Unknown Extinct Humanoid DNA Lives On

Humans Had Sex Regularly With Mysterious Extinct Relatives in Africa

Charles Q. Choi, LiveScience Contributor
Date: 05 September 2011 Time: 03:32 PM ET
neanderthal family
A new study of the human genome reveals modern humans interbred not only with Neanderthals but also with an extinct group of relatives in Africa.
CREDIT: NASA/JPL-Caltech

Our species may have bred with a now extinct lineage of humanity before leaving Africa, scientists say.

Although we modern humans are now the only surviving lineage of humanity, others once roamed the Earth, making their way out of Africa before our species did, including the familiar Neanderthals in West Asia and Europe and the newfound Denisovans in East Asia. Genetic analysis of fossils of these extinct lineages has revealed they once interbred with modern humans, unions that may have endowed our lineage with mutations that protected them as we began expanding across the world about 65,000 yeas ago.
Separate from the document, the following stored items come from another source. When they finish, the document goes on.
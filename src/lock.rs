//! Watcher locking to prevent two watchers on the same root
//!
//! A [`WatchLock`] is an explicit resource owned by whoever starts a polling
//! loop. It is released when dropped.
//!
//! The lock file itself stays on disk after release. Only stale cleanup
//! unlinks it, and only while holding the lock, so every acquirer checks
//! that the file it locked is still the one at the lock path.

use crate::utils;
use anyhow::{Context, Result, bail};
use fs4::fs_std::FileExt;
use std::fs::{self, File, OpenOptions};
use std::io::Write;
use std::path::{Path, PathBuf};
use std::time::{Duration, SystemTime};
use xxhash_rust::xxh3::xxh3_64;

/// Lock files untouched for longer than this are considered abandoned.
const STALE_THRESHOLD: Duration = Duration::from_secs(300);

/// Open-and-lock rounds before giving up on a lock file that keeps moving.
const MAX_ATTEMPTS: usize = 3;

/// Holds an exclusive lock on one watched root
#[derive(Debug)]
pub struct WatchLock {
    /// Lock file handle
    lock_file: File,
    /// Path to the lock file
    lock_path: PathBuf,
    /// Resolved root the lock guards
    root: PathBuf,
}

impl WatchLock {
    /// Acquire the watch lock for `root`, failing immediately if another
    /// watcher holds it.
    ///
    /// # Errors
    ///
    /// Returns an error if:
    /// - The lock directory cannot be created
    /// - Another watcher already holds the lock for this root
    pub fn acquire(lock_dir: &Path, root: &Path) -> Result<Self> {
        fs::create_dir_all(lock_dir).context("Failed to create locks directory")?;
        Self::cleanup_stale_locks(lock_dir);

        let root = utils::resolve_root(root);
        let lock_path = lock_dir.join(Self::lock_name(&root));

        for _ in 0..MAX_ATTEMPTS {
            let lock_file = OpenOptions::new()
                .create(true)
                .truncate(false)
                .write(true)
                .open(&lock_path)
                .with_context(|| format!("Failed to create lock file: {}", lock_path.display()))?;

            match lock_file.try_lock_exclusive() {
                Ok(true) => {}
                Ok(false) | Err(_) => {
                    bail!(
                        "Another watcher is already running for {}. \
                         Stop it first or remove the stale lock at: {}",
                        root.display(),
                        lock_path.display()
                    );
                }
            }

            // Stale cleanup may have unlinked the file between open and lock
            if !is_linked_at(&lock_file, &lock_path) {
                tracing::debug!(lock = %lock_path.display(), "Lock file replaced while locking, retrying");
                continue;
            }

            lock_file
                .set_len(0)
                .context("Failed to reset lock file")?;
            let mut file_ref = &lock_file;
            if let Err(e) = writeln!(
                file_ref,
                "pid={}\nroot={}\ntime={}",
                std::process::id(),
                root.display(),
                humantime::format_rfc3339(SystemTime::now())
            ) {
                tracing::debug!(error = %e, "Failed to write lock file details");
            }

            tracing::debug!(lock = %lock_path.display(), "Acquired watch lock");
            return Ok(Self {
                lock_file,
                lock_path,
                root,
            });
        }

        bail!(
            "Could not acquire a stable watch lock at {}",
            lock_path.display()
        )
    }

    /// Root guarded by this lock.
    #[must_use]
    pub fn root(&self) -> &Path {
        &self.root
    }

    /// Location of the lock file.
    #[must_use]
    pub fn path(&self) -> &Path {
        &self.lock_path
    }

    fn lock_name(root: &Path) -> String {
        format!(
            "watch-{:016x}.lock",
            xxh3_64(root.to_string_lossy().as_bytes())
        )
    }

    /// Remove lock files that are old and not held by anyone.
    fn cleanup_stale_locks(lock_dir: &Path) {
        let Ok(entries) = fs::read_dir(lock_dir) else {
            return;
        };

        for entry in entries.flatten() {
            let path = entry.path();
            if path.extension().is_none_or(|ext| ext != "lock") {
                continue;
            }

            let is_old = entry
                .metadata()
                .and_then(|m| m.modified())
                .ok()
                .and_then(|modified| modified.elapsed().ok())
                .is_some_and(|elapsed| elapsed > STALE_THRESHOLD);
            if !is_old {
                continue;
            }

            // A live holder keeps the lock even if the file is old
            let Ok(file) = File::open(&path) else {
                continue;
            };
            if matches!(file.try_lock_exclusive(), Ok(true)) {
                if let Err(e) = fs::remove_file(&path) {
                    tracing::warn!(path = %path.display(), error = %e, "Failed to remove stale lock");
                } else {
                    tracing::debug!(path = %path.display(), "Removed stale lock");
                }
            }
        }
    }
}

/// Whether `file` is the file currently linked at `path`.
#[cfg(unix)]
fn is_linked_at(file: &File, path: &Path) -> bool {
    use std::os::unix::fs::MetadataExt;

    match (file.metadata(), fs::metadata(path)) {
        (Ok(held), Ok(linked)) => held.dev() == linked.dev() && held.ino() == linked.ino(),
        _ => false,
    }
}

#[cfg(not(unix))]
fn is_linked_at(_file: &File, path: &Path) -> bool {
    path.exists()
}

impl Drop for WatchLock {
    fn drop(&mut self) {
        // The file stays linked; unlinking here would let a later acquirer
        // create a fresh inode while someone else locks the old one
        if let Err(e) = FileExt::unlock(&self.lock_file) {
            tracing::debug!(path = %self.lock_path.display(), error = %e, "Failed to release watch lock");
        }
    }
}

#[cfg(test)]
mod tests {
    use super::*;
    use filetime::FileTime;
    use tempfile::TempDir;

    #[test]
    fn test_acquire_and_release() -> Result<()> {
        let temp = TempDir::new()?;
        let root = temp.path().join("root");
        fs::create_dir_all(&root)?;

        let lock = WatchLock::acquire(&temp.path().join("locks"), &root)?;
        let lock_path = lock.path().to_path_buf();
        assert!(lock_path.exists());
        assert!(fs::read_to_string(&lock_path)?.contains("pid="));

        drop(lock);
        let file = File::open(&lock_path)?;
        assert!(matches!(file.try_lock_exclusive(), Ok(true)));
        Ok(())
    }

    #[test]
    fn test_release_keeps_file_so_lockers_agree() -> Result<()> {
        let temp = TempDir::new()?;
        let locks = temp.path().join("locks");

        let first = WatchLock::acquire(&locks, temp.path())?;
        // Someone opens the lock file while the first watcher still holds it
        let waiting = File::open(first.path())?;
        drop(first);
        assert!(matches!(waiting.try_lock_exclusive(), Ok(true)));

        // The path still names the inode `waiting` holds
        let third = WatchLock::acquire(&locks, temp.path());
        assert!(third.is_err_and(|e| e.to_string().contains("already running")));

        drop(waiting);
        assert!(WatchLock::acquire(&locks, temp.path()).is_ok());
        Ok(())
    }

    #[test]
    fn test_is_linked_at_detects_replaced_file() -> Result<()> {
        let temp = TempDir::new()?;
        let path = temp.path().join("watch.lock");
        fs::write(&path, "")?;

        let held = File::open(&path)?;
        assert!(is_linked_at(&held, &path));

        fs::remove_file(&path)?;
        assert!(!is_linked_at(&held, &path));

        fs::write(&path, "")?;
        assert!(!is_linked_at(&held, &path));
        Ok(())
    }

    #[test]
    fn test_second_watcher_on_same_root_fails() -> Result<()> {
        let temp = TempDir::new()?;
        let locks = temp.path().join("locks");
        let _first = WatchLock::acquire(&locks, temp.path())?;

        let second = WatchLock::acquire(&locks, temp.path());
        let Err(e) = second else {
            panic!("second watcher acquired the lock");
        };
        assert!(e.to_string().contains("already running"));
        Ok(())
    }

    #[test]
    fn test_different_roots_allowed() -> Result<()> {
        let temp = TempDir::new()?;
        let a = temp.path().join("a");
        let b = temp.path().join("b");
        fs::create_dir_all(&a)?;
        fs::create_dir_all(&b)?;
        let locks = temp.path().join("locks");

        let _first = WatchLock::acquire(&locks, &a)?;
        assert!(WatchLock::acquire(&locks, &b).is_ok());
        Ok(())
    }

    #[test]
    fn test_reacquire_after_drop() -> Result<()> {
        let temp = TempDir::new()?;
        let locks = temp.path().join("locks");
        drop(WatchLock::acquire(&locks, temp.path())?);
        assert!(WatchLock::acquire(&locks, temp.path()).is_ok());
        Ok(())
    }

    #[test]
    fn test_stale_unheld_lock_is_removed() -> Result<()> {
        let temp = TempDir::new()?;
        let locks = temp.path().join("locks");
        fs::create_dir_all(&locks)?;

        let stale = locks.join("watch-0000000000000000.lock");
        fs::write(&stale, "pid=1")?;
        let long_ago = FileTime::from_unix_time(1_000_000_000, 0);
        filetime::set_file_mtime(&stale, long_ago)?;

        let _lock = WatchLock::acquire(&locks, temp.path())?;
        assert!(!stale.exists());
        Ok(())
    }
}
Now researchers analyzing the human genome find evidence that our species hybridized with a hitherto unknown human lineage even before leaving Africa, with approximately 2 percent of contemporary African DNA perhaps coming from this lineage. In comparison, recent estimates suggest that Neanderthal DNA makes up 1 percent to 4 percent of modern Eurasian genomes and Denisovan DNA makes up 4 percent to 6 percent of modern Melanesian genomes.

“We need to modify the standard model of human origins in which a single population transitioned to the anatomically modern state in isolation — a garden of Eden somewhere in Africa — and replaced all other archaic forms both within Africa and outside Africa without interbreeding,” researcher Michael Hammer, a population geneticist at the University of Arizona in Tucson, told LiveScience. “We now need to consider models in which gene flow occurred over time.”

Haplotype hints

Hammer and his colleagues gathered DNA samples from the Center for the Study of Human Polymorphisms in Paris and sequenced about 60 regions of the human genome that apparently have no function. These genes are less subject than functional DNA to change as a result of recent evolutionary pressures driving the survival of the fittest; in such a way, they can give a clearer view of how populations might have mixed or not in the past.

The investigators focused on three populations that presented a good sample of the geographic and cultural diversity of sub-Saharan Africa — Mandenka farmers in western Africa, Biaka Pygmies in west-central Africa, and San Bushmen of southern Africa — looking for unusual patterns that suggested ancient interbreeding with other lineages. This included a hunt for long haplotypes, or sets of DNA sequences, not seen in other modern human groups, the idea being that while short haplotypes could potentially be explained by a few chance mutations within these modern human populations, comparatively long haplotypes were instead likely inherited from a significantly different lineage.

“If interbreeding occurs, it’s going to bring in a whole chromosome,” Hammer explained. Although this genetic contribution would have dwindled over time, remnants would still exist as shorter, unusual fragments, and “by looking at how long they are, we can get an estimate of how far back the interbreeding event happened.” (The longer these odd haplotypes are, the more recently they occurred, having less time to get diminished by other genetic inputs.)